Comment serait-il possible que  la langue de Molière,  bien que demeurée longtemps par le passé langue de diplomatie et de culture, puisse resurgir demain, car 2050 n’en déplaise, c’est demain,  devenir première langue véhiculaire et  supplanter l’anglais.

L’étude, qui date en fait de septembre 2013, se base sur des prévisions d’évolution des populations d’ici l’année 2050.
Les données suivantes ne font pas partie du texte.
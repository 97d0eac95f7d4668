//! Unified error type for the TypeRace core.

use typerace_room::RoomError;
use typerace_store::StoreError;

/// Top-level error that wraps all crate-specific errors.
///
/// When using the `typerace` meta-crate, you deal with this single error
/// type instead of importing errors from each sub-crate. The `#[from]`
/// attribute auto-generates `From` impls, so the `?` operator converts
/// sub-crate errors automatically.
#[derive(Debug, thiserror::Error)]
pub enum TypeRaceError {
    /// A room-level error (full, not found, permission, invalid state).
    #[error(transparent)]
    Room(#[from] RoomError),

    /// A storage-level error (bad path, bad merge target).
    #[error(transparent)]
    Store(#[from] StoreError),
}
impl<S: KvStore + 'static> RoomActor<S> {
    async fn run(mut self) {
        tracing::info!(room = %self.state.code, "room actor started");
        self.persist_room().await;

        let mut clock = time::interval(Duration::from_secs(1));
        clock.set_missed_tick_behavior(MissedTickBehavior::Delay);
        clock.reset();

        loop {
            // Evaluated before the select borrows the receiver.
            let ticking = self.ticking();
            tokio::select! {
                cmd = self.receiver.recv() => match cmd {
                    Some(cmd) => {
                        if self.handle_command(cmd, &mut clock).await {
                            break;
                        }
                    }
                    None => break,
                },
                _ = clock.tick(), if ticking => {
                    self.handle_tick().await;
                }
            }
        }

        tracing::info!(room = %self.state.code, "room actor stopped");
    }

    /// The countdown only runs for a time-mode race in flight.
    fn ticking(&self) -> bool {
        self.state.config.mode == GameMode::Time && self.state.status == RoomStatus::Playing
    }

    /// Processes one command. Returns `true` when the actor should stop.
    async fn handle_command(
        &mut self,
        cmd: RoomCommand,
        clock: &mut time::Interval,
    ) -> bool {
        let now = now_ms();
        match cmd {
            RoomCommand::Join {
                player_id,
                name,
                reply,
            } => {
                let result = coordinator::join(&mut self.state, player_id.clone(), &name, now);
                let result = match result {
                    Ok(effects) => {
                        self.run_effects(effects).await;
                        tracing::info!(
                            room = %self.state.code,
                            player = %player_id,
                            players = self.state.players.len(),
                            "player joined"
                        );
                        Ok(self.state.clone())
                    }
                    Err(err) => {
                        tracing::debug!(room = %self.state.code, player = %player_id, %err, "join rejected");
                        Err(err)
                    }
                };
                let _ = reply.send(result);
            }
            RoomCommand::Leave { player_id, reply } => {
                let owner_before = self.state.created_by.clone();
                let result = match coordinator::leave(&mut self.state, &player_id, now) {
                    Ok(effects) => {
                        let outcome = if effects.contains(&Effect::DeleteRoom) {
                            LeaveOutcome::RoomDestroyed
                        } else if self.state.created_by != owner_before {
                            LeaveOutcome::OwnershipTransferred(self.state.created_by.clone())
                        } else {
                            LeaveOutcome::Left
                        };
                        self.run_effects(effects).await;
                        tracing::info!(
                            room = %self.state.code,
                            player = %player_id,
                            players = self.state.players.len(),
                            outcome = ?outcome,
                            "player left"
                        );
                        Ok(outcome)
                    }
                    Err(err) => Err(err),
                };
                let _ = reply.send(result);
            }
            RoomCommand::Kick {
                requester,
                target,
                reply,
            } => {
                let result = match coordinator::kick(&mut self.state, &requester, &target, now) {
                    Ok(effects) => {
                        self.run_effects(effects).await;
                        tracing::info!(room = %self.state.code, player = %target, by = %requester, "player kicked");
                        Ok(())
                    }
                    Err(err) => Err(err),
                };
                let _ = reply.send(result);
            }
            RoomCommand::Start { requester, reply } => {
                let result = match coordinator::start_game(&mut self.state, &requester, now) {
                    Ok(effects) => {
                        self.run_effects(effects).await;
                        // A full first second on the countdown.
                        clock.reset();
                        tracing::info!(room = %self.state.code, mode = %self.state.config.mode, "race started");
                        Ok(())
                    }
                    Err(err) => Err(err),
                };
                let _ = reply.send(result);
            }
            RoomCommand::Restart { requester, reply } => {
                let result = match coordinator::restart(&mut self.state, &requester, now) {
                    Ok(effects) => {
                        self.run_effects(effects).await;
                        tracing::info!(room = %self.state.code, "room reset for a new round");
                        Ok(())
                    }
                    Err(err) => Err(err),
                };
                let _ = reply.send(result);
            }
            RoomCommand::Keystroke {
                player_id,
                input_chars,
                correct_chars,
            } => {
                let was_finished = self.state.status == RoomStatus::Finished;
                match coordinator::apply_keystroke(
                    &mut self.state,
                    &player_id,
                    input_chars,
                    correct_chars,
                    now,
                ) {
                    Ok(effects) => {
                        let finished =
                            !was_finished && self.state.status == RoomStatus::Finished;
                        self.run_effects(effects).await;
                        if finished {
                            tracing::info!(
                                room = %self.state.code,
                                winner = ?self.state.winner,
                                "race finished"
                            );
                        }
                    }
                    Err(err) => {
                        tracing::debug!(
                            room = %self.state.code,
                            player = %player_id,
                            %err,
                            "keystroke rejected"
                        );
                    }
                }
            }
            RoomCommand::State { reply } => {
                let _ = reply.send(self.state.clone());
            }
            RoomCommand::Info { reply } => {
                let _ = reply.send(RoomInfo {
                    code: self.state.code.clone(),
                    name: self.state.name.clone(),
                    status: self.state.status,
                    player_count: self.state.players.len(),
                    max_players: self.state.config.max_players,
                });
            }
            RoomCommand::Shutdown => {
                tracing::info!(room = %self.state.code, "room shutting down");
                // The room ceases to exist: drop the persisted record so
                // subscribers see the deletion.
                if let Err(err) = self.store.remove(&self.room_path()).await {
                    tracing::warn!(room = %self.state.code, %err, "failed to delete room");
                }
                return true;
            }
        }
        self.destroyed
    }

    async fn handle_tick(&mut self) {
        let was_finished = self.state.status == RoomStatus::Finished;
        match coordinator::tick(&mut self.state, now_ms()) {
            Ok(effects) => {
                let finished = !was_finished && self.state.status == RoomStatus::Finished;
                self.run_effects(effects).await;
                if finished {
                    tracing::info!(
                        room = %self.state.code,
                        winner = ?self.state.winner,
                        "time up, race finished"
                    );
                }
            }
            Err(err) => {
                tracing::warn!(room = %self.state.code, %err, "tick rejected");
            }
        }
    }

    /// Executes the coordinator's side-effect intents, in order. Storage
    /// failures are logged, not propagated: the in-memory state machine
    /// stays authoritative and the next write converges.
    async fn run_effects(&mut self, effects: Vec<Effect>) {
        let now = now_ms();
        for effect in effects {
            match effect {
                Effect::PersistRoom => self.persist_room().await,
                Effect::PersistPlayer(id) => self.persist_player(&id).await,
                Effect::ExtendText => {
                    let chunk = self.stream.batch();
                    self.state.extend_text(&chunk);
                    tracing::debug!(
                        room = %self.state.code,
                        text_len = self.state.text.len(),
                        "race text extended"
                    );
                    let mut fields = Map::new();
                    fields.insert("text".to_owned(), Value::String(self.state.text.clone()));
                    if let Err(err) = self.store.update(&self.room_path(), fields).await {
                        tracing::warn!(room = %self.state.code, %err, "failed to persist text");
                    }
                }
                Effect::RegenerateText { word_count } => {
                    let text = self.stream.generate(word_count);
                    self.state.reset_text(text);
                }
                Effect::RecordSession(id) => {
                    if let Some(player) = self.state.player(&id) {
                        let mode = self.state.config.mode;
                        if let Err(err) = self.recorder.record(player, mode, now).await {
                            tracing::warn!(
                                room = %self.state.code,
                                player = %id,
                                %err,
                                "failed to record session"
                            );
                        }
                    }
                }
                Effect::DeleteRoom => {
                    if let Err(err) = self.store.remove(&self.room_path()).await {
                        tracing::warn!(room = %self.state.code, %err, "failed to delete room");
                    }
                    self.destroyed = true;
                }
            }
        }
    }

    fn room_path(&self) -> String {
        format!("rooms/{}", self.state.code)
    }

    async fn persist_room(&self) {
        let value = match serde_json::to_value(&self.state) {
            Ok(value) => value,
            Err(err) => {
                tracing::warn!(room = %self.state.code, %err, "failed to serialize room");
                return;
            }
        };
        if let Err(err) = self.store.set(&self.room_path(), value).await {
            tracing::warn!(room = %self.state.code, %err, "failed to persist room");
        }
    }

    /// Persists one player's progress as a merge-patch — the same write
    /// shape clients of the original schema expect to watch.
    async fn persist_player(&self, id: &PlayerId) {
        let Some(p) = self.state.player(id) else {
            return;
        };
        let mut fields = Map::new();
        fields.insert("progress".to_owned(), json!(p.progress));
        fields.insert("wpm".to_owned(), json!(p.wpm));
        fields.insert("accuracy".to_owned(), json!(p.accuracy));
        fields.insert("isFinished".to_owned(), json!(p.is_finished));
        if let Some(t) = p.start_time {
            fields.insert("startTime".to_owned(), json!(t));
        }
        if let Some(t) = p.finish_time {
            fields.insert("finishTime".to_owned(), json!(t));
        }
        if let Some(w) = p.completed_words {
            fields.insert("completedWords".to_owned(), json!(w));
        }
        let path = format!("{}/players/{}", self.room_path(), id);
        if let Err(err) = self.store.update(&path, fields).await {
            tracing::warn!(room = %self.state.code, player = %id, %err, "failed to persist player");
        }
    }
}
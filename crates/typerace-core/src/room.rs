//! The room aggregate and its lifecycle state machine.

use std::collections::HashMap;
use std::fmt;

use serde::{Deserialize, Serialize};

use crate::{PlayerId, PlayerSession, RoomCode, RoomConfig};

// ---------------------------------------------------------------------------
// RoomStatus
// ---------------------------------------------------------------------------

/// The lifecycle state of a room.
///
/// The cycle is strict — no skipping states:
///
/// ```text
/// waiting → playing → finished → waiting (restart, looping)
/// ```
///
/// - **Waiting**: room exists, players gather, nobody types yet.
/// - **Playing**: the race is live; keystrokes and (in time mode) the
///   countdown mutate player sessions.
/// - **Finished**: every player is done and a winner is recorded. Only an
///   owner restart leaves this state.
#[derive(Debug, Clone, Copy, PartialEq, Eq, Serialize, Deserialize)]
#[serde(rename_all = "lowercase")]
pub enum RoomStatus {
    Waiting,
    Playing,
    Finished,
}

impl RoomStatus {
    /// The single legal successor in the cycle.
    pub fn next(self) -> Self {
        match self {
            Self::Waiting => Self::Playing,
            Self::Playing => Self::Finished,
            Self::Finished => Self::Waiting,
        }
    }

    /// Returns `true` if transitioning to `target` is valid.
    pub fn can_transition_to(self, target: Self) -> bool {
        self.next() == target
    }
}

impl fmt::Display for RoomStatus {
    fn fmt(&self, f: &mut fmt::Formatter<'_>) -> fmt::Result {
        match self {
            Self::Waiting => write!(f, "waiting"),
            Self::Playing => write!(f, "playing"),
            Self::Finished => write!(f, "finished"),
        }
    }
}

// ---------------------------------------------------------------------------
// RoomState
// ---------------------------------------------------------------------------

/// The full state of one room: race text, configuration, membership, and
/// lifecycle. This is the unit of persistence — the whole struct is the
/// value stored at `rooms/<code>`.
///
/// Invariants maintained by the coordinator:
///
/// - `text` is append-only while a round is in progress: player character
///   offsets index into it, so the prefix never changes under them.
/// - `winner` is `Some` iff `status == Finished`.
/// - `created_by` names a present player whenever `players` is non-empty.
#[derive(Debug, Clone, PartialEq, Serialize, Deserialize)]
#[serde(rename_all = "camelCase")]
pub struct RoomState {
    pub code: RoomCode,

    /// Display name, e.g. `"Alice's Room"`.
    pub name: String,

    /// The shared race text: words separated by single spaces.
    pub text: String,

    #[serde(flatten)]
    pub config: RoomConfig,

    pub status: RoomStatus,

    #[serde(default)]
    pub players: HashMap<PlayerId, PlayerSession>,

    /// Current room owner. Transfers when the owner leaves.
    pub created_by: PlayerId,

    #[serde(default, skip_serializing_if = "Option::is_none")]
    pub winner: Option<PlayerId>,

    pub created_at: u64,

    /// Seconds left on the countdown. Meaningful only in time mode while
    /// `status == Playing`.
    #[serde(default)]
    pub remaining_secs: u32,
}

impl RoomState {
    /// Builds a fresh room in `Waiting` with the owner already seated.
    /// Seeding the owner keeps the `created_by ∈ players` invariant
    /// unconditional.
    pub fn create(
        code: RoomCode,
        name: impl Into<String>,
        owner: PlayerSession,
        config: RoomConfig,
        text: String,
        now: u64,
    ) -> Self {
        let created_by = owner.id.clone();
        let mut players = HashMap::new();
        players.insert(owner.id.clone(), owner);
        Self {
            code,
            name: name.into(),
            text,
            config,
            status: RoomStatus::Waiting,
            players,
            created_by,
            winner: None,
            created_at: now,
            remaining_secs: 0,
        }
    }

    pub fn player(&self, id: &PlayerId) -> Option<&PlayerSession> {
        self.players.get(id)
    }

    pub fn player_mut(&mut self, id: &PlayerId) -> Option<&mut PlayerSession> {
        self.players.get_mut(id)
    }

    pub fn is_full(&self) -> bool {
        self.players.len() >= self.config.max_players
    }

    /// True when the room is non-empty and every player is done — the
    /// predicate behind the `playing → finished` transition.
    pub fn all_finished(&self) -> bool {
        !self.players.is_empty() && self.players.values().all(|p| p.is_finished)
    }

    /// Appends a chunk of words to the race text. Append-only by
    /// construction: the existing prefix is untouched.
    pub fn extend_text(&mut self, chunk: &str) {
        if chunk.is_empty() {
            return;
        }
        self.text.push(' ');
        self.text.push_str(chunk);
    }

    /// Replaces the race text wholesale. Legal only between rounds
    /// (restart); the coordinator never calls this mid-race.
    pub fn reset_text(&mut self, text: String) {
        self.text = text;
    }
}

#[cfg(test)]
mod tests {
    use super::*;

    fn room() -> RoomState {
        let owner = PlayerSession::new(PlayerId::new("owner"), "Owner", 0);
        RoomState::create(
            RoomCode::parse("AAAAAA").unwrap(),
            "Owner's Room",
            owner,
            RoomConfig::default(),
            "alpha beta gamma".to_owned(),
            0,
        )
    }

    #[test]
    fn test_status_cycle() {
        assert_eq!(RoomStatus::Waiting.next(), RoomStatus::Playing);
        assert_eq!(RoomStatus::Playing.next(), RoomStatus::Finished);
        assert_eq!(RoomStatus::Finished.next(), RoomStatus::Waiting);
    }

    #[test]
    fn test_can_transition_to() {
        assert!(RoomStatus::Waiting.can_transition_to(RoomStatus::Playing));
        assert!(!RoomStatus::Waiting.can_transition_to(RoomStatus::Finished));
        assert!(RoomStatus::Finished.can_transition_to(RoomStatus::Waiting));
        assert!(!RoomStatus::Playing.can_transition_to(RoomStatus::Waiting));
    }

    #[test]
    fn test_create_seats_owner() {
        let room = room();
        assert_eq!(room.status, RoomStatus::Waiting);
        assert_eq!(room.players.len(), 1);
        assert!(room.players.contains_key(&room.created_by));
        assert_eq!(room.winner, None);
    }

    #[test]
    fn test_extend_text_is_append_only() {
        let mut room = room();
        let before = room.text.clone();
        room.extend_text("delta epsilon");
        assert!(room.text.starts_with(&before));
        assert_eq!(room.text, "alpha beta gamma delta epsilon");

        // Empty chunk must not introduce a trailing space.
        let before = room.text.clone();
        room.extend_text("");
        assert_eq!(room.text, before);
    }

    #[test]
    fn test_all_finished() {
        let mut room = room();
        assert!(!room.all_finished());
        for p in room.players.values_mut() {
            p.finish(10);
        }
        assert!(room.all_finished());

        room.players.clear();
        assert!(!room.all_finished(), "empty room is never all-finished");
    }

    #[test]
    fn test_status_serde_lowercase() {
        assert_eq!(
            serde_json::to_string(&RoomStatus::Waiting).unwrap(),
            "\"waiting\""
        );
    }

    #[test]
    fn test_room_serializes_flat_config() {
        let room = room();
        let json = serde_json::to_value(&room).unwrap();
        // Config fields sit at the top level of the persisted record.
        assert_eq!(json["mode"], serde_json::json!("time"));
        assert_eq!(json["maxPlayers"], serde_json::json!(5));
        assert_eq!(json["createdBy"], serde_json::json!("owner"));
        assert_eq!(json["status"], serde_json::json!("waiting"));
    }
}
Le nombre de personnes parlant le français ne cesse d’augmenter c’est un fait. Et cette dynamique va perdurer si plusieurs conditions sont réunies: la principale étant corrélée au fait que l’Afrique francophone continue d’utiliser le français dans la scolarisation des enfants. Dans cette hypothèse, qui paraît certaine, il est possible d’estimer à 750 millions le nombre de personnes ayant recours au français comme langue de communication d’ici à  2050. En 2010, on recensait déjà  220 millions de francophones dans le monde.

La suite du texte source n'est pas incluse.